A total of 28,000 North East workers are on zero hour contracts for their main job.

The figure amounts to 2.3%, or one in 43, of the region’s workforce. However campaigners say it could be much higher.

According to the Office for National Statistics, nationally the number stands at 697,000 which represents a 100,000 leap in the past 12 months.

And because workers often have more than one job, the number of employment contracts offering no minimum hours rose from 1.4m to 1.8m in that time.

The ONS said the near 30% UK increase might not be as a result of a surge in zero hours contracts being offered but due more to increasing recognition of the contracts by staff when asked by researchers about their employment terms.

 However the government has been accused of allowing a low-pay culture to grow unchecked by fair pay campaigners, the trade unions and the Labour party.

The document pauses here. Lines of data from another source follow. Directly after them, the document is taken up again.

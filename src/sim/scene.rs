//! Placement sink between the simulation and whatever draws it
//!
//! The simulation never touches a renderer. It asks a `Scene` to place a
//! piece at a position and keeps the returned `Handle` as an opaque token it
//! can later hand back for removal.

use std::collections::HashMap;

use glam::Vec3;
use serde::{Deserialize, Serialize};

/// Opaque token for a placed object
#[derive(Debug, Clone, Copy, PartialEq, Eq, Hash, Serialize, Deserialize)]
pub struct Handle(pub u32);

/// Kinds of geometry the simulation places
#[derive(Debug, Clone, Copy, PartialEq, Eq, Hash, Serialize, Deserialize)]
pub enum Piece {
    /// One trail cube
    TrailCube,
    /// Octahedron gem
    Gem,
    /// Box stand-in for a model that failed to load
    Placeholder,
}

impl Piece {
    /// Stable numeric code for the JS host
    pub fn code(&self) -> u32 {
        match self {
            Piece::TrailCube => 0,
            Piece::Gem => 1,
            Piece::Placeholder => 2,
        }
    }
}

/// Something that can show and hide placed pieces
pub trait Scene {
    fn place(&mut self, piece: Piece, pos: Vec3) -> Handle;
    fn remove(&mut self, handle: Handle);
}

/// In-memory scene used by the native runner and tests
#[derive(Debug, Default)]
pub struct HeadlessScene {
    next: u32,
    live: HashMap<Handle, (Piece, Vec3)>,
}

impl HeadlessScene {
    pub fn new() -> Self {
        Self::default()
    }

    /// Number of pieces currently placed
    pub fn live_count(&self) -> usize {
        self.live.len()
    }

    /// Number of placed pieces of one kind
    pub fn count(&self, piece: Piece) -> usize {
        self.live.values().filter(|(p, _)| *p == piece).count()
    }

    pub fn contains(&self, handle: Handle) -> bool {
        self.live.contains_key(&handle)
    }

    /// Hand out a fresh handle without placing anything (stands in for a
    /// model the host loaded itself)
    pub fn issue(&mut self) -> Handle {
        self.next += 1;
        Handle(self.next)
    }
}

impl Scene for HeadlessScene {
    fn place(&mut self, piece: Piece, pos: Vec3) -> Handle {
        let handle = self.issue();
        self.live.insert(handle, (piece, pos));
        handle
    }

    fn remove(&mut self, handle: Handle) {
        self.live.remove(&handle);
    }
}

#[cfg(test)]
mod tests {
    use super::*;

    #[test]
    fn test_headless_scene_tracks_live_pieces() {
        let mut scene = HeadlessScene::new();
        let a = scene.place(Piece::TrailCube, Vec3::ZERO);
        let b = scene.place(Piece::Gem, Vec3::X);
        assert_ne!(a, b);
        assert_eq!(scene.live_count(), 2);
        assert_eq!(scene.count(Piece::Gem), 1);

        scene.remove(a);
        assert!(!scene.contains(a));
        assert!(scene.contains(b));
        assert_eq!(scene.live_count(), 1);
    }
}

Neil Foster, policy and campaigns officer for the Northern TUC, said:

“When we’ve been campaigning on quality employment issues we find that a lot of people who are on a zero hour contract aren’t even aware that they are on them.

“Work from the Chartered Institute of Personnel and Development has indicated the number of people with no guaranteed hours could be several times higher than others have traditionally picked up.

“Zero hours contracts are not defined in law and while this might be problematic for the statisticians they prove even more of a headache for the workers employed through this form of work.”

The ONS figures revealed people on “zero-hours contracts” are more likely to be women, in full-time education or working part-time.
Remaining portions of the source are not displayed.